I love the list you posted – I and my husband are on Soc Sec, we budget everything.
This Trowbridge family are all artists (have won award locally and nationally) – being retired and on a tight budget should not stop us from still having fun with our art.
Those are great ideas! And I’m glad you enjoyed my list 🙂
Styrofoam meat trays or plates are also treasures. I use mine for mixing my oil paints. I can put them in zip lock bags and store them in the freezer between painting sessions, and throw them away when my painting is done. They are also useful for holding puddles of glue for crafts, and sorting small objects such as beads. I have also cut out simple patterns such as stars, hearts, etc., that I wanted to use repeatedly in a project. I’m sure I’ve used them in many other ways, but those are the ones that come to mind immediately. Happy crafting!!

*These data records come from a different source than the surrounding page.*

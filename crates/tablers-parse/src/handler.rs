//! Content handler callback trait for content stream interpretation.
//!
//! Defines the [`ContentHandler`] trait that bridges Layer 2 (content stream
//! interpreter) and Layer 3 (object extraction). The interpreter calls handler
//! methods as it processes PDF content stream operators.

use tablers_core::{Color, ExtractWarning, FillRule, PathSegment};

/// The type of paint operation applied to a path.
#[derive(Debug, Clone, Copy, PartialEq, Eq)]
pub enum PaintOp {
    /// Path is stroked (outlined).
    Stroke,
    /// Path is filled.
    Fill,
    /// Path is both filled and stroked.
    FillAndStroke,
}

/// Information about a rendered character glyph.
///
/// Produced by the interpreter when processing text rendering operators
/// (Tj, TJ, ', "). Contains all positioning and font context needed
/// to compute the final character bounding box.
#[derive(Debug, Clone)]
pub struct CharEvent {
    /// The character code from the PDF content stream.
    pub char_code: u32,
    /// Unicode text if a ToUnicode mapping is available.
    pub unicode: Option<String>,
    /// Font name (e.g., "Helvetica", "BCDFEE+ArialMT").
    pub font_name: String,
    /// Font size in text space units.
    pub font_size: f64,
    /// The text rendering matrix at the time of rendering (6-element affine).
    pub text_matrix: [f64; 6],
    /// The current transformation matrix at the time of rendering.
    pub ctm: [f64; 6],
    /// Glyph displacement (advance width) in glyph space units (1/1000 of text space).
    pub displacement: f64,
    /// Character spacing value (Tc operator).
    pub char_spacing: f64,
    /// Word spacing value (Tw operator), applied for space characters.
    pub word_spacing: f64,
    /// Horizontal scaling factor (Tz operator, as a fraction: 100% = 1.0).
    pub h_scaling: f64,
    /// Text rise value (Ts operator) for superscript/subscript.
    pub rise: f64,
    /// Font ascent in glyph space units (1/1000 em), from the font's metrics.
    pub ascent: f64,
    /// Font descent in glyph space units (1/1000 em, typically negative).
    pub descent: f64,
    /// Marked content identifier (MCID) from BDC operator, if inside a marked content sequence.
    pub mcid: Option<u32>,
    /// Structure tag name (e.g., "P", "Span", "H1") from BMC/BDC operator.
    pub tag: Option<String>,
}

/// Information about a painted path.
///
/// Produced by the interpreter when a path is stroked, filled, or both.
/// Contains the path geometry, paint operation, and graphics state at
/// the time of painting.
#[derive(Debug, Clone)]
pub struct PathEvent {
    /// The path segments making up this path.
    pub segments: Vec<PathSegment>,
    /// The paint operation applied.
    pub paint_op: PaintOp,
    /// Stroke line width.
    pub line_width: f64,
    /// Stroking (outline) color.
    pub stroking_color: Option<Color>,
    /// Non-stroking (fill) color.
    pub non_stroking_color: Option<Color>,
    /// Current transformation matrix at the time of painting.
    pub ctm: [f64; 6],
    /// Fill rule for filled paths.
    pub fill_rule: Option<FillRule>,
}

/// Information about a placed image.
///
/// Produced by the interpreter when a Do operator references an Image
/// XObject. The CTM determines the image's position and size on the page.
#[derive(Debug, Clone)]
pub struct ImageEvent {
    /// Image XObject name reference (e.g., "Im0").
    pub name: String,
    /// CTM at the time of image placement (determines position and size).
    pub ctm: [f64; 6],
    /// Image width in pixels.
    pub width: u32,
    /// Image height in pixels.
    pub height: u32,
    /// Color space name (e.g., "DeviceRGB", "DeviceGray").
    pub colorspace: Option<String>,
    /// Bits per component.
    pub bits_per_component: Option<u32>,
    /// PDF stream filter name (e.g., "DCTDecode", "FlateDecode").
    pub filter: Option<String>,
}

/// Callback handler for content stream interpretation.
///
/// The content stream interpreter calls these methods as it processes
/// PDF page content. Implementors collect the events to build extraction
/// results (characters, paths, images).
///
/// All methods have default no-op implementations, allowing handlers to
/// subscribe only to the event types they care about.
///
/// # Text Operations
///
/// [`on_char`](ContentHandler::on_char) is called for each rendered
/// character glyph with full positioning and font context.
///
/// # Path Operations
///
/// [`on_path_painted`](ContentHandler::on_path_painted) is called when
/// a path is stroked, filled, or both.
///
/// # Image Operations
///
/// [`on_image`](ContentHandler::on_image) is called when an image
/// XObject is placed on the page.
pub trait ContentHandler {
    /// Called when a character glyph is rendered.
    fn on_char(&mut self, _event: CharEvent) {}

    /// Called when a path is painted (stroked, filled, or both).
    fn on_path_painted(&mut self, _event: PathEvent) {}

    /// Called when an image XObject is placed on the page.
    fn on_image(&mut self, _event: ImageEvent) {}

    /// Called when a non-fatal warning is encountered during interpretation.
    ///
    /// Warnings indicate best-effort degradation (e.g., missing font metrics,
    /// unresolvable references). They do not affect extraction correctness —
    /// the interpreter continues with sensible defaults.
    fn on_warning(&mut self, _warning: ExtractWarning) {}
}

Great ideas! I love the idea of using them in place of craft foam for shapes. Adds a bit of creativity to the process…
I love to do craft I’m over 50 years old and really enjoy it I have some craft stuff I have made Dream catchers.
This is a great list of free or cheap craft supplies you might have on hand. I am going to link to this from my post today. I pinned it too. Thanks for the great ideas.
There are some neat ideas you have. Will b looking into further ideas with you! Great job!